En ce qui concerne le moyen tiré de l’erreur de droit :
7. Aux termes de l’article R. 424-19 du code de l’urbanisme : « En cas de recours devant la juridiction administrative contre le permis ou contre la décision de non-opposition à la déclaration préalable ou de recours devant la juridiction civile en application de l’article L. 480-13, le délai de validité prévu à l’article R. 424-17 est suspendu jusqu’au prononcé d’une décision juridictionnelle irrévocable. »
8. En l’espèce, le recours contentieux contre le permis de construire délivré à la SCI Les 3 Lynx a été rejeté par un jugement du tribunal administratif de Grenoble du 2 juillet 2020, devenu définitif en l’absence de contestation du jugement. Par suite, le délai de validité du permis de construire prévu à l’article R. 424-17 du code de l’urbanisme a dès lors été suspendu du 25 mai 2018, date d’introduction du recours, au 3 septembre 2020 pour expirer, compte tenu du délai de 6 mois et 21 jours restant à courir, le 24 mars 2021. Par suite, en prenant son arrêté le 3 mars 2021, soit antérieurement à la date d’expiration de la validité du permis de construire, la commune a commis une erreur de droit. Dès lors, le moyen tiré est fondé et doit être accueilli.

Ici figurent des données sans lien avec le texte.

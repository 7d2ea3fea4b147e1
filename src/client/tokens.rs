//! Token metadata resolution.

use crate::prelude::*;

use async_trait::async_trait;

use crate::client::base::TokenRegistry;
use crate::core::{ResolvedToken, TokenDescriptor};

/// In-memory registry seeded with the well-known tokens of a deployment.
/// Resolution is symbol- or address-based; anything outside the table
/// fails with `TokenNotFound` (the registry is the source of decimals,
/// so an unknown address cannot be resolved either).
pub struct StaticTokenRegistry {
    tokens: Vec<ResolvedToken>,
}

impl StaticTokenRegistry {
    pub fn new(tokens: Vec<ResolvedToken>) -> Self {
        StaticTokenRegistry { tokens }
    }

    /// Well-known mainnet tokens.
    pub fn mainnet() -> Self {
        let entry = |symbol: &str, hex: &str, decimals: u8| ResolvedToken {
            address: Address::from_hex(hex).expect("well-known token address is a valid felt"),
            symbol: symbol.to_string(),
            decimals,
        };
        StaticTokenRegistry::new(vec![
            entry(
                "ETH",
                "0x049d36570d4e46f48e99674bd3fcc84644ddd6b96f7c741b1562b82f9e004dc7",
                18,
            ),
            entry(
                "USDC",
                "0x053c91253bc9682c04929ca02ed00b3e423f6710d2ee7e0d5ebb06f3ecf368a8",
                6,
            ),
            entry(
                "USDT",
                "0x068f5c6a61780768455de69077e07e89787839bf8166decfbf92b645209c0fb8",
                6,
            ),
            entry(
                "DAI",
                "0x00da114221cb83fa859dbdb4c44beeaa0bb37c7537ad5ae66fe5e0efd20e6eb3",
                18,
            ),
            entry(
                "WBTC",
                "0x03fe2b97c1fd336e750087d68b9b867997fd64a2661ff3ca5a7c771641e8e7ac",
                8,
            ),
        ])
    }

    pub fn tokens(&self) -> &[ResolvedToken] {
        &self.tokens
    }
}

#[async_trait]
impl TokenRegistry for StaticTokenRegistry {
    async fn resolve(&self, descriptor: &TokenDescriptor) -> SdkResult<ResolvedToken> {
        match descriptor {
            TokenDescriptor::Symbol(symbol) => self
                .tokens
                .iter()
                .find(|t| t.symbol.eq_ignore_ascii_case(symbol))
                .cloned()
                .ok_or_else(|| SdkError::TokenNotFound(symbol.clone())),
            TokenDescriptor::Address(address) => self
                .tokens
                .iter()
                .find(|t| t.address == *address)
                .cloned()
                .ok_or_else(|| {
                    SdkError::TokenNotFound(format!("no metadata for address {address}"))
                }),
        }
    }
}

#[cfg(test)]
mod tests {
    use super::*;

    #[tokio::test]
    async fn resolves_symbols_case_insensitively() {
        let registry = StaticTokenRegistry::mainnet();
        let eth = registry
            .resolve(&TokenDescriptor::Symbol("eth".into()))
            .await
            .unwrap();
        assert_eq!(eth.symbol, "ETH");
        assert_eq!(eth.decimals, 18);
    }

    #[tokio::test]
    async fn resolves_known_addresses() {
        let registry = StaticTokenRegistry::mainnet();
        let usdc = registry
            .resolve(&TokenDescriptor::Symbol("USDC".into()))
            .await
            .unwrap();
        let again = registry
            .resolve(&TokenDescriptor::Address(usdc.address))
            .await
            .unwrap();
        assert_eq!(usdc, again);
    }

    #[tokio::test]
    async fn unknown_tokens_fail_resolution() {
        let registry = StaticTokenRegistry::mainnet();
        let err = registry
            .resolve(&TokenDescriptor::Symbol("NOPE".into()))
            .await
            .unwrap_err();
        assert!(matches!(err, SdkError::TokenNotFound(_)));
    }
}
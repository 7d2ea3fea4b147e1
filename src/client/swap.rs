//! Slippage-bounded swap construction and execution.

use std::sync::Arc;

use crate::prelude::*;
use tracing::{debug, info};

use crate::calls::{token, BatchBuilder, RouteNode, RouterCalls, TokenAmount};
use crate::client::base::BaseClient;
use crate::client::pool::{PoolService, ResolvedPool};
use crate::core::{CallBatch, Confirmation, Exact, Quote, SwapAmount, TokenDescriptor, TxHash};
use crate::protocol::math;

/// Everything needed to construct a swap batch.
#[derive(Debug, Clone)]
pub struct SwapRequest {
    pub token_in: TokenDescriptor,
    pub token_out: TokenDescriptor,
    pub fee_percent: Decimal,
    pub tick_spacing_percent: Decimal,
    pub amount: SwapAmount,
    pub slippage_percent: Decimal,
    pub extension: Option<Address>,
}

/// A fully-built swap: the batch plus the numbers that went into it, for
/// display and for asserting the slippage bound that the chain will
/// enforce via clear-minimum.
#[derive(Debug, Clone)]
pub struct SwapPlan {
    pub batch: CallBatch,
    pub pool: ResolvedPool,
    pub is_selling_token0: bool,
    pub sqrt_ratio_limit: U256,
    pub quote: Quote,
    /// Simulated proceeds in the output token.
    pub expected_out: u128,
    /// Floor enforced on-chain; below it the whole batch reverts.
    pub min_out: u128,
    /// Amount of the input token pre-funded to the router.
    pub transfer_in: u128,
}

/// Result of submitting a swap.
#[derive(Debug, Clone)]
pub struct SwapResult {
    pub tx_hash: TxHash,
    pub confirmation: Confirmation,
    pub expected_out: u128,
    pub min_out: u128,
}

/// Service for swap operations.
pub struct SwapService {
    base: Arc<BaseClient>,
}

impl SwapService {
    pub fn new(base: Arc<BaseClient>) -> Self {
        SwapService { base }
    }

    /// Build a slippage-bounded swap batch without submitting it.
    ///
    /// Selling token0 moves the sqrt ratio down, so the price limit sits
    /// below the current value; selling token1 moves it up. The dry-run
    /// quote provides the expected proceeds, and the truncated
    /// minimum-output floor goes into the clear-minimum call that makes
    /// the bound binding on-chain.
    pub async fn build_swap(&self, request: &SwapRequest) -> SdkResult<SwapPlan> {
        math::validate_slippage(request.slippage_percent)?;

        let pools = PoolService::new(self.base.clone());
        let pool = pools
            .resolve_pool_key(
                &request.token_in,
                &request.token_out,
                request.fee_percent,
                request.tick_spacing_percent,
                request.extension,
            )
            .await?;
        let is_selling_token0 = pool.token_a_is_token0;
        let token_in = pool.token_a().address;
        let token_out = pool.token_b().address;

        let price = self.base.provider().pool_price(&pool.key).await?;
        let limit = math::sqrt_ratio_limit(
            self.base.config(),
            price.sqrt_ratio,
            request.slippage_percent,
            is_selling_token0,
        )?;
        debug!(
            current = %price.sqrt_ratio,
            limit = %limit,
            is_selling_token0,
            "computed price limit"
        );

        let node = RouteNode {
            pool_key: pool.key,
            sqrt_ratio_limit: limit,
            skip_ahead: 0,
        };
        let token_amount = match request.amount.exact {
            Exact::Input => TokenAmount {
                token: token_in,
                amount: request.amount,
            },
            Exact::Output => TokenAmount {
                token: token_out,
                amount: request.amount,
            },
        };

        let quote = self.base.provider().quote(&node, &token_amount).await?;
        let expected_out = expected_delta(&quote, &pool, token_out, Direction::OutOfPool)?;

        let (transfer_in, min_out) = match request.amount.exact {
            Exact::Input => (
                request.amount.magnitude,
                math::min_amount_out(expected_out, request.slippage_percent)?,
            ),
            Exact::Output => {
                // The quote tells us how much input the exact output costs;
                // pre-fund with slippage headroom and let the final clear
                // refund whatever the swap does not consume.
                let expected_in = expected_delta(&quote, &pool, token_in, Direction::IntoPool)?;
                (
                    math::max_amount_in(expected_in, request.slippage_percent)?,
                    request.amount.magnitude,
                )
            }
        };

        let router = RouterCalls::new(self.base.config().router);
        let mut builder = BatchBuilder::new()
            .push(token::transfer(
                token_in,
                self.base.config().router,
                transfer_in,
            ))
            .push(router.swap(&node, &token_amount))
            .push(router.clear_minimum(token_out, min_out))
            .push(router.clear(token_out));
        if matches!(request.amount.exact, Exact::Output) {
            builder = builder.push(router.clear(token_in));
        }
        let batch = builder.build();

        Ok(SwapPlan {
            batch,
            pool,
            is_selling_token0,
            sqrt_ratio_limit: limit,
            quote,
            expected_out,
            min_out,
            transfer_in,
        })
    }

    /// Build, submit and confirm a swap.
    pub async fn swap(&self, request: &SwapRequest) -> SdkResult<SwapResult> {
        let plan = self.build_swap(request).await?;
        let tx_hash = self.base.provider().submit(plan.batch.clone()).await?;
        info!(%tx_hash, min_out = plan.min_out, "submitted swap");
        let confirmation = self.base.provider().wait_for_confirmation(tx_hash).await?;
        if !confirmation.succeeded {
            return Err(SdkError::TransactionFailed(
                confirmation
                    .revert_reason
                    .unwrap_or_else(|| "swap reverted without a reason".to_string()),
            ));
        }
        Ok(SwapResult {
            tx_hash,
            confirmation,
            expected_out: plan.expected_out,
            min_out: plan.min_out,
        })
    }
}

enum Direction {
    IntoPool,
    OutOfPool,
}

/// Pull the delta for one token out of a quote. Pool-receives is
/// positive, pool-pays is negative; a zero or wrong-signed delta means
/// the simulation found no usable route.
fn expected_delta(
    quote: &Quote,
    pool: &ResolvedPool,
    token: Address,
    direction: Direction,
) -> SdkResult<u128> {
    let delta = if token == pool.token0.address {
        quote.delta0
    } else {
        quote.delta1
    };
    match direction {
        Direction::OutOfPool if delta < 0 => Ok(delta.unsigned_abs()),
        Direction::IntoPool if delta > 0 => Ok(delta as u128),
        _ => Err(SdkError::InsufficientQuote(format!(
            "simulation returned no usable amount for token {token}"
        ))),
    }
}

En ce qui concerne le moyen tiré de l’erreur manifeste d’appréciation :
9. Aux termes de l’article R. 424-17 du code de l’urbanisme : « Le permis de construire, d’aménager ou de démolir est périmé si les travaux ne sont pas entrepris dans le délai de trois ans à compter de la notification mentionnée à l’article R. 424-10 ou de la date à laquelle la décision tacite est intervenue. Il en est de même si, passé ce délai, les travaux sont interrompus pendant un délai supérieur à une année »
10. Il ressort des pièces du dossier qu’au 26 février 2021, seuls des travaux sommaires de terrassement avaient été effectués. Par suite, ces travaux n’étaient pas suffisants pour interrompre le délai de péremption prévu à l’article R. 424-17 du code de l’urbanisme. Par suite, le moyen tiré de l’inexacte application de cet article doit être écarté.
11. Il résulte de ce qui précède que la SCI Les 3 Lynx est fondée à demander l’annulation de la décision attaquée et la décision du 8 juin 2021 rejetant son recours gracieux.
Sur les frais de procès :
12. Il y a lieu, dans les circonstances de l’espèce, de rejeter les conclusions des parties tendant à l’application de l’article L. 761-1 du code de justice administrative.
D E C I D E :
Article 1er :La décision du 3 mars 2021 du maire de la commune des Houches est annulée.
Article 2 : Les conclusions des parties tendant à l’application de l’article L. 761-1 du code de justice administrative sont rejetées.
Article 3 : Le présent jugement sera notifié à la SCI Les 3 Lynx et à la commune des Houches.
Délibéré après l’audience du 2 septembre 2025, à laquelle siégeaient :
— M. Sauveplane, président,
— M. B, premier-conseiller,
— Mme A, première-conseillère.
Rendu public par mise à disposition au greffe le 16 septembre 2025.
Le président-rapporteur,
M. Sauveplane
L’assesseur le plus ancien,
S. B
La greffière,
C. Jasserand
La République mande et ordonne à la préfète de la Haute-Savoie en ce qui la concerne, et à tous commissaires de justice à ce requis en ce qui concerne les voies de droit commun contre les parties privées, de pourvoir à l’exécution de la présente décision.